On the 13th of May, many estate agents and property owners in England breathed a sigh of relief as the industry was, once again, open for business. For over two months, government guidelines had forbidden the viewing of properties due to social distancing rules and, most estate agent personnel were advised to work from home. With the same restrictions set to be lifted in Scotland on the 18th of June, the housing industry is about to start the long road to recovery across the UK.
Although the lifting of this restriction will certainly be good news for many, it’s likely to be nothing to write home about for many of the UK’s first time buyers.
Locking down higher deposits
Finance comparison site, Moneyfacts, has reported that there has been a steep drop in the number of 10% deposit mortgages offered by lenders due to fears over an impending house price crash. In March – the month that lockdown restrictions began in the UK – the number of 10% deposit mortgages dropped from 780 to 87; a drop of almost 89%. Similarly, 5% deposit mortgage deals offered fell to 30 in the same month. Another problem facing lenders is the backlog created by the restrictions due to valuations being halted for two months.

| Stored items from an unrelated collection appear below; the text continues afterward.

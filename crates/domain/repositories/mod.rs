pub mod credit_ledger;
pub mod credit_packages;
pub mod notifications;
pub mod payment_provider_customers;
pub mod storage;
pub mod uploads;
pub mod users;
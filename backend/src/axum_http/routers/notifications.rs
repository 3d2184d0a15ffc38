use crate::{auth::AuthUser, usecases::notifications::NotificationsUseCase};
use axum::{
    Json, Router,
    extract::{Query, State},
    http::StatusCode,
    response::IntoResponse,
    routing::get,
};
use crates::{
    domain::repositories::notifications::NotificationRepository,
    events::notification_hub::NotificationHub,
    infra::db::{
        postgres::postgres_connection::PgPoolSquad,
        repositories::notifications::NotificationPostgres,
    },
};
use serde::Deserialize;
use serde_json::json;
use std::sync::Arc;
use tracing::error;
use uuid::Uuid;

#[derive(Debug, Deserialize)]
#[serde(rename_all = "camelCase")]
pub struct MarkReadBody {
    id: Option<String>,
    mark_all: Option<bool>,
}

#[derive(Debug, Deserialize)]
#[serde(rename_all = "camelCase")]
pub struct DeleteQuery {
    id: Option<String>,
    clear_all: Option<bool>,
}

pub fn routes(db_pool: Arc<PgPoolSquad>, notification_hub: Arc<NotificationHub>) -> Router {
    let notification_repository = NotificationPostgres::new(Arc::clone(&db_pool));
    let usecase = NotificationsUseCase::new(Arc::new(notification_repository), notification_hub);

    Router::new()
        .route("/", get(list).patch(mark_read).delete(delete))
        .with_state(Arc::new(usecase))
}

pub async fn list<N>(
    State(usecase): State<Arc<NotificationsUseCase<N>>>,
    AuthUser { user_id, .. }: AuthUser,
) -> impl IntoResponse
where
    N: NotificationRepository + Send + Sync + 'static,
{
    match usecase.list(user_id).await {
        Ok(notifications) => Json(notifications).into_response(),
        Err(err) => {
            error!(%user_id, error = ?err, "notifications router: list failed");
            (
                StatusCode::INTERNAL_SERVER_ERROR,
                "Failed to load notifications".to_string(),
            )
                .into_response()
        }
    }
}

pub async fn mark_read<N>(
    State(usecase): State<Arc<NotificationsUseCase<N>>>,
    AuthUser { user_id, .. }: AuthUser,
    Json(body): Json<MarkReadBody>,
) -> impl IntoResponse
where
    N: NotificationRepository + Send + Sync + 'static,
{
    let notification_id = match parse_target(body.id.as_deref(), body.mark_all) {
        Ok(target) => target,
        Err(message) => return (StatusCode::BAD_REQUEST, message).into_response(),
    };

    match usecase.mark_read(user_id, notification_id).await {
        Ok(updated) => Json(json!({ "updated": updated })).into_response(),
        Err(err) => {
            error!(%user_id, error = ?err, "notifications router: mark read failed");
            (
                StatusCode::INTERNAL_SERVER_ERROR,
                "Failed to update notifications".to_string(),
            )
                .into_response()
        }
    }
}

pub async fn delete<N>(
    State(usecase): State<Arc<NotificationsUseCase<N>>>,
    AuthUser { user_id, .. }: AuthUser,
    Query(query): Query<DeleteQuery>,
) -> impl IntoResponse
where
    N: NotificationRepository + Send + Sync + 'static,
{
    let notification_id = match parse_target(query.id.as_deref(), query.clear_all) {
        Ok(target) => target,
        Err(message) => return (StatusCode::BAD_REQUEST, message).into_response(),
    };

    match usecase.delete(user_id, notification_id).await {
        Ok(deleted) => Json(json!({ "deleted": deleted })).into_response(),
        Err(err) => {
            error!(%user_id, error = ?err, "notifications router: delete failed");
            (
                StatusCode::INTERNAL_SERVER_ERROR,
                "Failed to delete notifications".to_string(),
            )
                .into_response()
        }
    }
}

/// `Ok(Some(id))` targets one notification, `Ok(None)` targets them all.
fn parse_target(id: Option<&str>, all_flag: Option<bool>) -> Result<Option<Uuid>, String> {
    match (id, all_flag) {
        (Some(raw_id), _) => Uuid::parse_str(raw_id)
            .map(Some)
            .map_err(|_| "id must be a valid UUID".to_string()),
        (None, Some(true)) => Ok(None),
        _ => Err("id or the all flag is required".to_string()),
    }
}

#[cfg(test)]
mod tests {
    use super::*;

    #[test]
    fn target_requires_id_or_all_flag() {
        assert!(parse_target(None, None).is_err());
        assert!(parse_target(None, Some(false)).is_err());
        assert_eq!(parse_target(None, Some(true)), Ok(None));

        let id = Uuid::new_v4();
        assert_eq!(
            parse_target(Some(&id.to_string()), None),
            Ok(Some(id))
        );
        assert!(parse_target(Some("not-a-uuid"), None).is_err());
    }
}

Despite differing forecasts on the actual percentage, most housing and financial institutions in the UK agree that a drop in house prices of between 2 and 10% is likely during 2020. Although holding back on low deposit mortgage deals may seem prudent in such an uncertain market, property investor, Jonathan Rowland, warns that this may cause significant problems further down the line. Jonathan said, ‘’Holding back on lending causes problems for the market,’ he said. ‘We’ve just seen a great example of that recently with businesses struggling to get loans. If that’s replicated in the mortgage market banks could be personally responsible for the collapse of the property market and we could even have another 2008 situation’.
Starting from scratch
For a huge number of first time buyers, being unable to secure a low deposit mortgage will mean that buying a property is simply impossible. A minimum deposit of 15% means that many first time buyers will need to raise £12,000 up front – a tall order at the best of times, let alone at a time when the country is recovering from a pandemic. A survey by Legal and General revealed that almost a third of people in the UK have less than £1,500 in savings and, 15% have none at all and, so, the majority of first time buyers will need to secure a loan from their parents or, give up on their dream of owning a property.
The new normal
Despite the doom and gloom, independent mortgage broker, Richard Latterman, thinks that there may just be a chink of light at the end of a very long tunnel. Richard says, ‘I’ve had a few emails from lenders that are now doing 90 per cent deals and doing 75 per cent buy to let. There are signs of recovery. There are a couple of lenders doing 95 per cent deals’.
As we wait to get a glimpse of the whole picture of the effects of Covid-19 on the housing market in the UK, we’re unlikely to see a return to anything close to 2018’s figures until at least 2022 – which means a long wait for many of the UK’s buyers.